◆ **Available records**
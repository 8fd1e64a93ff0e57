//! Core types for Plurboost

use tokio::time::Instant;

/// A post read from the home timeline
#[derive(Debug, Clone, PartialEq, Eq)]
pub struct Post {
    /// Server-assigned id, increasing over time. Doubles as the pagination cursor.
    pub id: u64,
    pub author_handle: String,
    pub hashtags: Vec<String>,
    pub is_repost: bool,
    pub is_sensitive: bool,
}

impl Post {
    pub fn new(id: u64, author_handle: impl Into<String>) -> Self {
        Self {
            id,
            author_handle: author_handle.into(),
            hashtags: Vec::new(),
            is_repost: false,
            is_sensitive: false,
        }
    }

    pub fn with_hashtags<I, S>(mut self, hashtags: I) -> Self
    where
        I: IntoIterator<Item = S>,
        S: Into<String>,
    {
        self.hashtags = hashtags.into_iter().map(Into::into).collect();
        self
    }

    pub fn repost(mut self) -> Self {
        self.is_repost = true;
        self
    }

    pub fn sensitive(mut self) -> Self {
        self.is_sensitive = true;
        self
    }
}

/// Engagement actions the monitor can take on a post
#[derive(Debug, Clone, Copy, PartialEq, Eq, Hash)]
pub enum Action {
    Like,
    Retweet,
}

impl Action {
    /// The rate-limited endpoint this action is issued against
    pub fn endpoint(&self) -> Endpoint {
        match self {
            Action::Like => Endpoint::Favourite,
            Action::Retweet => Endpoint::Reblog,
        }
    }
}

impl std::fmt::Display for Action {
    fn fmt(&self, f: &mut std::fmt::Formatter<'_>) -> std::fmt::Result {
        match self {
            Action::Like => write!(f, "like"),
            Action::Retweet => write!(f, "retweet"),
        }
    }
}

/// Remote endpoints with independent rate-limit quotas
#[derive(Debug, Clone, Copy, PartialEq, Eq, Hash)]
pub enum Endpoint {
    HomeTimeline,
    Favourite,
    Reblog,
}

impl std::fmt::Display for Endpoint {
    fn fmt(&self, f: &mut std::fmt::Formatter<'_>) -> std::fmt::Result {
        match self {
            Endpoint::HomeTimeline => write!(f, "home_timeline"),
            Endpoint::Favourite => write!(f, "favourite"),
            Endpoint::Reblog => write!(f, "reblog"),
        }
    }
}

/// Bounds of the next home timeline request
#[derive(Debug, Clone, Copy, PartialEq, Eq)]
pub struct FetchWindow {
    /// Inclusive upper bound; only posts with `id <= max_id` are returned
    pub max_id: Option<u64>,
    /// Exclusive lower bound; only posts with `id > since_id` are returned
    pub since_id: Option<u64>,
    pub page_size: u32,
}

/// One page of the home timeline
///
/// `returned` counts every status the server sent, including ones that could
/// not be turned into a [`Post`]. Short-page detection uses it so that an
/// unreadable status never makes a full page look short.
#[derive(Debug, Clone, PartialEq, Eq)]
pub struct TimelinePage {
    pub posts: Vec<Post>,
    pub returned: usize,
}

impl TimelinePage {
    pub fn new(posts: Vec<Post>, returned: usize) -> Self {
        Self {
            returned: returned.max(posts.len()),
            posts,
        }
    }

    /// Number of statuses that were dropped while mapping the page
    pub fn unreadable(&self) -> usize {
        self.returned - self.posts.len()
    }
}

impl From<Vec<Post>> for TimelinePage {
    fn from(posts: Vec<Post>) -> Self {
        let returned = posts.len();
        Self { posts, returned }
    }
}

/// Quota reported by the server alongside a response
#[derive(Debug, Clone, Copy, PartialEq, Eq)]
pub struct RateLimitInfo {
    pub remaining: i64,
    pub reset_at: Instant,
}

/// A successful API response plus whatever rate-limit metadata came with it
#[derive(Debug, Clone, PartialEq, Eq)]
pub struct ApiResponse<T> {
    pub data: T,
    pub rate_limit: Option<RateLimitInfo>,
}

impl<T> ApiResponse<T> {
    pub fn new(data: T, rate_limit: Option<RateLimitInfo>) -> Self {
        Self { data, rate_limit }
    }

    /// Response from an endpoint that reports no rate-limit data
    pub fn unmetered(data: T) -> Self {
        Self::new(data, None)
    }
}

--

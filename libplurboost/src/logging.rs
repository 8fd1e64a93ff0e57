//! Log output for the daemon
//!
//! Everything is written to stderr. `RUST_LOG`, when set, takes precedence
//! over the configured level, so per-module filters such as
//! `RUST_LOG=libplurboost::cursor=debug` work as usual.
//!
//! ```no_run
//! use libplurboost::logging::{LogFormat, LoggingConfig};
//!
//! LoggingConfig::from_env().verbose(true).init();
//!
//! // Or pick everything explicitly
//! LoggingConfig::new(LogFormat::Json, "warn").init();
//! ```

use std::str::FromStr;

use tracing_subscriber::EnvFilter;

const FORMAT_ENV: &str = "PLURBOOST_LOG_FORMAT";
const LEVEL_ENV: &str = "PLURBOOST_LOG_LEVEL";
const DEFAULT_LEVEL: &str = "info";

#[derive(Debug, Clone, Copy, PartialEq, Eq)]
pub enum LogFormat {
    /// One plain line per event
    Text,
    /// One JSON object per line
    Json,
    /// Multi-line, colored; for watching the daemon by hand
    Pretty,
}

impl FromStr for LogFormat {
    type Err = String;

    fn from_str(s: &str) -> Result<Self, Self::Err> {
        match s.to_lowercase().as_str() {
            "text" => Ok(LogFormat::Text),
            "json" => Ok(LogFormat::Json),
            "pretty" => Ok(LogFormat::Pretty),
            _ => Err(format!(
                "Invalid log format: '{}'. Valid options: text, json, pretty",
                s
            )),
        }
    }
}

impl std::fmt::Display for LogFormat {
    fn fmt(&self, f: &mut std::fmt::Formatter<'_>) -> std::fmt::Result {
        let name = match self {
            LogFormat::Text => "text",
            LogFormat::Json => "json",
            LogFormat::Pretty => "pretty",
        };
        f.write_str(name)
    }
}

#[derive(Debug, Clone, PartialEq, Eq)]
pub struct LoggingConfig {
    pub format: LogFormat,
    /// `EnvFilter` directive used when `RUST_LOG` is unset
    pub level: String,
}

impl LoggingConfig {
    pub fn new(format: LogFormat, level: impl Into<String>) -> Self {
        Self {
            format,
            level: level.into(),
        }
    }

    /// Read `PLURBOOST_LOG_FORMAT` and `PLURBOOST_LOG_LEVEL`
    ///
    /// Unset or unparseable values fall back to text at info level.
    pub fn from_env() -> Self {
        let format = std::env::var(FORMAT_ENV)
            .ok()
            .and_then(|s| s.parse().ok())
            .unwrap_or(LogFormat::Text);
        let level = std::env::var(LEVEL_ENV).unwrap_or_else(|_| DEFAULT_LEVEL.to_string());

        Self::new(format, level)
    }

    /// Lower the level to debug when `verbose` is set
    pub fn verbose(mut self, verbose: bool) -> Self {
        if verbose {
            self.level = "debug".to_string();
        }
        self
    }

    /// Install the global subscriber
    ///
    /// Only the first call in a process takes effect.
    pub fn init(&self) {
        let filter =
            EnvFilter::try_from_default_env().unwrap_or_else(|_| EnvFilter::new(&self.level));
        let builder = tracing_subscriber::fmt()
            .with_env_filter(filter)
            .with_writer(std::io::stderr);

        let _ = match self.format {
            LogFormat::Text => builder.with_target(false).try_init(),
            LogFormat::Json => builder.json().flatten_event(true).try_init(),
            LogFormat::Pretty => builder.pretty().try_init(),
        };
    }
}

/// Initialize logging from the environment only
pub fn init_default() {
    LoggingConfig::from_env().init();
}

==

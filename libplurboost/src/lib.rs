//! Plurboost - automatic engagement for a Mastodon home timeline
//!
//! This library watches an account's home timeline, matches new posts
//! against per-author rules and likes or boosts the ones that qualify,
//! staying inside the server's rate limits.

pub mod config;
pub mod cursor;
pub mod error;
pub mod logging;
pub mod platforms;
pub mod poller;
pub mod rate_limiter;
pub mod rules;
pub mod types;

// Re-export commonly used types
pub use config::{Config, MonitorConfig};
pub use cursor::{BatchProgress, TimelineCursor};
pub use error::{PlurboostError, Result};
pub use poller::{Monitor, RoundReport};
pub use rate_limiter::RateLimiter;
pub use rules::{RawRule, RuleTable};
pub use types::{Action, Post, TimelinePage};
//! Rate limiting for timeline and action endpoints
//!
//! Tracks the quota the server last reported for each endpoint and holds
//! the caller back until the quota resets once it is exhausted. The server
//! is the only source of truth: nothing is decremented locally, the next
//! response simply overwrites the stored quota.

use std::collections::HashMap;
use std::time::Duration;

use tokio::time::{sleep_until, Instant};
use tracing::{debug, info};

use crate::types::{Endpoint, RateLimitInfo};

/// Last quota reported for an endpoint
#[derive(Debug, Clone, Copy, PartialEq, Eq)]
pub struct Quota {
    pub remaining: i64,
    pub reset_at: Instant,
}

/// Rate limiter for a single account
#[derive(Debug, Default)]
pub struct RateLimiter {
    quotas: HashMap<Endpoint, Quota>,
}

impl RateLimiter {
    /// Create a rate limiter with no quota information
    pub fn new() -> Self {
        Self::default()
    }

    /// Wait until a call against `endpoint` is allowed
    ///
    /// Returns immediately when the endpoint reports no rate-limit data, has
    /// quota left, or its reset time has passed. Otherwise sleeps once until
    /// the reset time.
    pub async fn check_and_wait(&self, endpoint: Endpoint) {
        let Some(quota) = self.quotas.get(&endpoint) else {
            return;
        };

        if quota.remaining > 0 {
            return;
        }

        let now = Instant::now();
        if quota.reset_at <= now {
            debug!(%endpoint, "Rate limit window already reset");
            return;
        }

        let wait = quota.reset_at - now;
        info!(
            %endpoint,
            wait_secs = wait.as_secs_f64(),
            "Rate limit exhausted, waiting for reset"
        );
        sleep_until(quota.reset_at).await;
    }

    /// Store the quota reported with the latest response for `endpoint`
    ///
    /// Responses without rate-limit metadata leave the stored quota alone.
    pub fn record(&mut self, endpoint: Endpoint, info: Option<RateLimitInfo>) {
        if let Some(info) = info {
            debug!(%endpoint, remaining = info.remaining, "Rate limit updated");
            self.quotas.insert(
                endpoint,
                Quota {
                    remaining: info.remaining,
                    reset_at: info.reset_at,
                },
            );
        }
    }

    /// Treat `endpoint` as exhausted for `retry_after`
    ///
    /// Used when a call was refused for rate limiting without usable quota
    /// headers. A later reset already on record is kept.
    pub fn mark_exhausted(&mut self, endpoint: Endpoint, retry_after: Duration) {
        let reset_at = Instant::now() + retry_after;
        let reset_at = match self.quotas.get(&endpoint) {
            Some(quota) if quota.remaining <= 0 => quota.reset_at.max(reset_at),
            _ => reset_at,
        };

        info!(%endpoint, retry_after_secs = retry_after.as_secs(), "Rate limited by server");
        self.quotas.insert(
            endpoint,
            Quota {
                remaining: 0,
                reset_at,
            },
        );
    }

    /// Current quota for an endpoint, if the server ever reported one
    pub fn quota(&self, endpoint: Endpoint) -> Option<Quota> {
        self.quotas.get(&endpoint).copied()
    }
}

◆ **Activity**
Beginning with the line holding "filename libplurboost/src/logging.rs" and ending with the line holding "fn from_str(s: &str)", write out the stretch of material above exactly; add no further lines.

◆ **Task output**
filename libplurboost/src/logging.rs
repository 8fd1e64a93ff0e57
//! Log output for the daemon
//!
//! Everything is written to stderr. `RUST_LOG`, when set, takes precedence
//! over the configured level, so per-module filters such as
//! `RUST_LOG=libplurboost::cursor=debug` work as usual.
//!
//! ```no_run
//! use libplurboost::logging::{LogFormat, LoggingConfig};
//!
//! LoggingConfig::from_env().verbose(true).init();
//!
//! // Or pick everything explicitly
//! LoggingConfig::new(LogFormat::Json, "warn").init();
//! ```

use std::str::FromStr;

use tracing_subscriber::EnvFilter;

const FORMAT_ENV: &str = "PLURBOOST_LOG_FORMAT";
const LEVEL_ENV: &str = "PLURBOOST_LOG_LEVEL";
const DEFAULT_LEVEL: &str = "info";

#[derive(Debug, Clone, Copy, PartialEq, Eq)]
pub enum LogFormat {
    /// One plain line per event
    Text,
    /// One JSON object per line
    Json,
    /// Multi-line, colored; for watching the daemon by hand
    Pretty,
}

impl FromStr for LogFormat {
    type Err = String;

    fn from_str(s: &str) -> Result<Self, Self::Err> {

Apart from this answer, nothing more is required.